Foça’da Atatürk Mahallesi’nin Akkayalar Mevkiine doğru (Büyükdeniz) yürüyüş yapanlarınız görecektir buralardaki eski boş arazilerde bu yıl bahçecilik çalışmaları başladı. Son yıllarda giderek öne çıkan; “Tarladan sofraya” sloganının Foça’da da vücut bulması iyi bir gelişme. Atıl halde duran toprak parçalarının yiyecek üretip üreticiden tüketiciye aracısız ulaşımı her kertede desteklenmeli diye düşünenlerdenim.
Verimli topraklara ev yapmak yerine yiyecek üretmek üzere ekim dikim yapmak geleceğin daha yaşanabilir olması adına umut verici. Zaten şimdi dünya üzerinde böyle bir gelişme var. Taze sebze meyvenin kilometrelerce uzaklıklardan soframıza gelirken geçireceği badireleri yok edebileceğimiz bir vücut yapımız yokmuş o yüzden, her insanın yaşadığı coğrafyada yetişen gıdalar ile beslenmesi sağlık açısından uygun olanıymış. Bilindiği üzere, ithal ürünler uzun yolculuklara dayanabilsin diye genetiğiyle oynanmış, hibritleme aşamalarında çok fazla değişime uğramış gıdalar. Öyle olmasalar taa Arjantin’den gelen elmanın, soya fasulyesinin, mısırın masumiyetini kim sorgulayabilir? Kaldı ki, Antalya seralarından gelen maydanoz, roka, marul, salatalıkların uzun yol serüvenleri bile beni rahatsız ediyor!
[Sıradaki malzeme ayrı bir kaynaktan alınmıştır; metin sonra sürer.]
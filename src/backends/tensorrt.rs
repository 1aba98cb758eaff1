//! Accelerator-plan backend for `.engine` / `.plan` files
//!
//! Serialized TensorRT engines are bound to the GPU they were built on and can
//! only be deserialized by the TensorRT runtime.

use super::base::{ensure_file, reid_backend, BackendCore, TensorLayout};
use crate::{
    config::Device,
    error::{ReidError, Result},
    framework::Framework,
    inference::{BackendOptions, InferenceEngine},
};
use std::path::Path;

/// Backend for serialized TensorRT engines
#[derive(Debug)]
pub struct TensorRtBackend {
    core: BackendCore,
}

impl TensorRtBackend {
    /// Create a backend for a GPU device
    ///
    /// # Errors
    /// - `InvalidConfig` when the device is neither CUDA nor `auto`
    pub fn new(options: BackendOptions) -> Result<Self> {
        Self::check_device(options.device)?;
        Ok(Self {
            core: BackendCore::new(
                Framework::TensorRt,
                options,
                TensorLayout::Nchw,
                Self::load_engine,
            ),
        })
    }

    /// Create a backend that runs on an engine provided by the caller
    ///
    /// # Errors
    /// - `InvalidConfig` when the device is neither CUDA nor `auto`
    pub fn with_engine(options: BackendOptions, engine: Box<dyn InferenceEngine>) -> Result<Self> {
        Self::check_device(options.device)?;
        Ok(Self {
            core: BackendCore::with_engine(
                Framework::TensorRt,
                options,
                TensorLayout::Nchw,
                engine,
            ),
        })
    }

    fn check_device(device: Device) -> Result<()> {
        match device {
            Device::Cuda(_) | Device::Auto => Ok(()),
            other => Err(ReidError::invalid_config(format!(
                "TensorRT engines run on CUDA devices only, got {other}"
            ))),
        }
    }

    /// Engine plans are opaque; only a non-empty file is required
    ///
    /// # Errors
    /// - File missing or empty
    pub fn validate_artifact(path: &Path) -> Result<()> {
        ensure_file(path, Framework::TensorRt)?;
        if std::fs::metadata(path)?.len() == 0 {
            return Err(ReidError::model_error_with_context(
                "load",
                path,
                "engine plan is empty",
                &["rebuild the engine with trtexec on the target GPU"],
            ));
        }
        Ok(())
    }

    fn load_engine(options: &BackendOptions) -> Result<Box<dyn InferenceEngine>> {
        Self::validate_artifact(options.weights())?;
        Err(ReidError::runtime_unavailable(
            Framework::TensorRt,
            "engine plans need the TensorRT runtime; use the ONNX export or inject an engine with TensorRtBackend::with_engine",
        ))
    }
}

reid_backend!(TensorRtBackend);
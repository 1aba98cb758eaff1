//! CLI module for the reid-autobackend library
//!
//! This module is only available when the "cli" feature is enabled.

#[path = "main.rs"]
mod main_impl;

pub use main_impl::{main, run, Cli, Command};
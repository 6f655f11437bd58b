//! Command Handler Module
//!
//! This module implements the text command layer used by the kvstore shell.
//! It takes one input line, runs it against a store and returns a printable
//! response.
//!
//! ## Architecture
//!
//! ```text
//! Input line
//!       │
//!       ▼
//! ┌─────────────────┐
//! │   tokenize()    │  (quotes, whitespace)
//! └────────┬────────┘
//!          │
//!          ▼
//! ┌─────────────────┐
//! │ CommandHandler  │  (this module)
//! │                 │
//! │  - Dispatch     │
//! │  - Validate     │
//! │  - Execute      │
//! └────────┬────────┘
//!          │
//!          ▼
//! ┌─────────────────┐
//! │     Store       │  (storage module)
//! └─────────────────┘
//! ```

pub mod handler;

// Re-export the main command handler
pub use handler::{parse_term, tokenize, CommandHandler, Response};
//! Throughput Benchmark for kvstore
//!
//! This benchmark measures request round trips through the store runtime
//! under various workloads and backends.

use criterion::{black_box, criterion_group, criterion_main, Criterion, Throughput};
use kvstore::adapter::{CacheAdapter, MemoryAdapter};
use kvstore::config::StoreConfig;
use kvstore::storage::{ExpiryConfig, Store};
use kvstore::Term;
use std::time::Duration;
use tokio::runtime::Runtime;

fn runtime() -> Runtime {
    tokio::runtime::Builder::new_multi_thread()
        .worker_threads(2)
        .enable_all()
        .build()
        .unwrap()
}

fn memory_store(rt: &Runtime, config: StoreConfig) -> Store {
    let _guard = rt.enter();
    Store::start(MemoryAdapter, Default::default(), config).unwrap()
}

fn cache_store(rt: &Runtime, adapter: CacheAdapter) -> Store {
    let _guard = rt.enter();
    Store::start(adapter, Default::default(), StoreConfig::new()).unwrap()
}

/// Benchmark PUT operations
fn bench_put(c: &mut Criterion) {
    let rt = runtime();
    let memory = memory_store(&rt, StoreConfig::new());
    let cache = cache_store(&rt, CacheAdapter::new());
    let packed = cache_store(&rt, CacheAdapter::compressed(6));

    let mut group = c.benchmark_group("put");
    group.throughput(Throughput::Elements(1));

    group.bench_function("memory_small", |b| {
        let mut i = 0u64;
        b.iter(|| {
            rt.block_on(memory.put(format!("key:{}", i), "small_value"))
                .unwrap();
            i += 1;
        });
    });

    let medium = Term::from("x".repeat(1024)); // 1KB value
    group.bench_function("cache_medium", |b| {
        let mut i = 0u64;
        b.iter(|| {
            rt.block_on(cache.put(format!("key:{}", i), medium.clone()))
                .unwrap();
            i += 1;
        });
    });

    group.bench_function("cache_medium_compressed", |b| {
        let mut i = 0u64;
        b.iter(|| {
            rt.block_on(packed.put(format!("key:{}", i), medium.clone()))
                .unwrap();
            i += 1;
        });
    });

    group.finish();
}

/// Benchmark FETCH operations
fn bench_fetch(c: &mut Criterion) {
    let rt = runtime();
    let memory = memory_store(&rt, StoreConfig::new());
    let cache = cache_store(&rt, CacheAdapter::new());

    // Pre-populate with data
    rt.block_on(async {
        for i in 0..10_000 {
            memory.put(format!("key:{}", i), i).await.unwrap();
            cache.put(format!("key:{}", i), i).await.unwrap();
        }
    });

    let mut group = c.benchmark_group("fetch");
    group.throughput(Throughput::Elements(1));

    group.bench_function("memory_existing", |b| {
        let mut i = 0u64;
        b.iter(|| {
            black_box(rt.block_on(memory.fetch(format!("key:{}", i % 10_000))).unwrap());
            i += 1;
        });
    });

    group.bench_function("cache_existing", |b| {
        let mut i = 0u64;
        b.iter(|| {
            black_box(rt.block_on(cache.fetch(format!("key:{}", i % 10_000))).unwrap());
            i += 1;
        });
    });

    group.bench_function("memory_missing", |b| {
        let mut i = 0u64;
        b.iter(|| {
            black_box(rt.block_on(memory.fetch(format!("missing:{}", i))).unwrap());
            i += 1;
        });
    });

    group.finish();
}

/// Benchmark derived operations (several backend calls per request)
fn bench_derived(c: &mut Criterion) {
    let rt = runtime();
    let memory = memory_store(&rt, StoreConfig::new());
    let cache = cache_store(&rt, CacheAdapter::new());

    let mut group = c.benchmark_group("derived");
    group.throughput(Throughput::Elements(1));

    group.bench_function("increment_memory", |b| {
        let mut i = 0u64;
        b.iter(|| {
            let key = format!("counter:{}", i % 1000);
            black_box(rt.block_on(memory.increment(key, 1)).unwrap().unwrap());
            i += 1;
        });
    });

    group.bench_function("increment_cache", |b| {
        let mut i = 0u64;
        b.iter(|| {
            let key = format!("counter:{}", i % 1000);
            black_box(rt.block_on(cache.increment(key, 1)).unwrap().unwrap());
            i += 1;
        });
    });

    rt.block_on(async {
        for i in 0..1000 {
            memory.put(format!("item:{}", i), i).await.unwrap();
            cache.put(format!("item:{}", i), i).await.unwrap();
        }
    });
    let keys: Vec<Term> = (0..100).map(|i| Term::from(format!("item:{}", i))).collect();

    // Memory overrides take natively; cache derives it from fetches
    group.bench_function("take_100_memory", |b| {
        b.iter(|| black_box(rt.block_on(memory.take(keys.clone())).unwrap()));
    });

    group.bench_function("take_100_cache", |b| {
        b.iter(|| black_box(rt.block_on(cache.take(keys.clone())).unwrap()));
    });

    group.finish();
}

/// Benchmark concurrent callers on one store
fn bench_concurrent(c: &mut Criterion) {
    let rt = runtime();

    let mut group = c.benchmark_group("concurrent");
    group.measurement_time(Duration::from_secs(10));

    group.bench_function("4_tasks_mixed", |b| {
        b.iter(|| {
            let store = memory_store(&rt, StoreConfig::new());
            rt.block_on(async {
                let handles: Vec<_> = (0..4)
                    .map(|t| {
                        let store = store.clone();
                        tokio::spawn(async move {
                            for i in 0..1_000 {
                                let key = format!("key:{}:{}", t, i);
                                store.put(key.clone(), "value").await.unwrap();
                                store.fetch(key).await.unwrap();
                            }
                        })
                    })
                    .collect();

                for handle in handles {
                    handle.await.unwrap();
                }

                black_box(store.keys().await.unwrap().len());
                store.shutdown().await.unwrap();
            });
        });
    });

    group.finish();
}

/// Benchmark expiry operations
fn bench_expiry(c: &mut Criterion) {
    let rt = runtime();
    let store = memory_store(&rt, StoreConfig::new().with_expiry(ExpiryConfig::new()));

    let mut group = c.benchmark_group("expiry");
    group.throughput(Throughput::Elements(1));

    group.bench_function("put_and_expire", |b| {
        let mut i = 0u64;
        b.iter(|| {
            rt.block_on(store.put_and_expire(
                format!("key:{}", i),
                "value",
                Duration::from_secs(3600),
            ))
            .unwrap();
            i += 1;
        });
    });

    group.bench_function("expire_existing", |b| {
        // Pre-create keys
        rt.block_on(async {
            for i in 0..10_000 {
                store.put(format!("expire:{}", i), "value").await.unwrap();
            }
        });

        let mut i = 0u64;
        b.iter(|| {
            rt.block_on(store.expire(format!("expire:{}", i % 10_000), Duration::from_secs(3600)))
                .unwrap();
            i += 1;
        });
    });

    group.finish();
}

criterion_group!(
    benches,
    bench_put,
    bench_fetch,
    bench_derived,
    bench_concurrent,
    bench_expiry,
);

criterion_main!(benches);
Yerel üreticiyi yüreklendirmeli, taze sebze meyve ihtiyacımızı çevremizdeki en yakın bostan ve bahçevanlardan temin etmeliyiz ki, daha taze daha güvenli ve müdahalesiz yiyeceklere ulaşabilelim…
Bu ekim dikim işi, Foça'da elbette ki yeni bir şey değil! Fotoğraftaki nostalji teknesinin tarlanın tam orta yerinde konumlandığı bu arazinin sahibi İsmail Tırman; Eski zamanlarda arazisinde dolap olduğunu, dolap beygirinin su çekip bostanı sulandığını eski kuyu ve taş havuz kalıntılarından anlaşıldığının altını çiziyor. İşte size yerel değerlere sahip çıkılan bir proje daha; Hem de Foça kayığının gölgesinde. Foça usulü bostan; kent bostanı...
Bunları, bu güzellikleri fark edip sizlerle paylaşmaya bayılıyorum. Hadi yine iyisiniz, bundan sonra domateslerinizi kendi ellerinizle toplayacaksınız!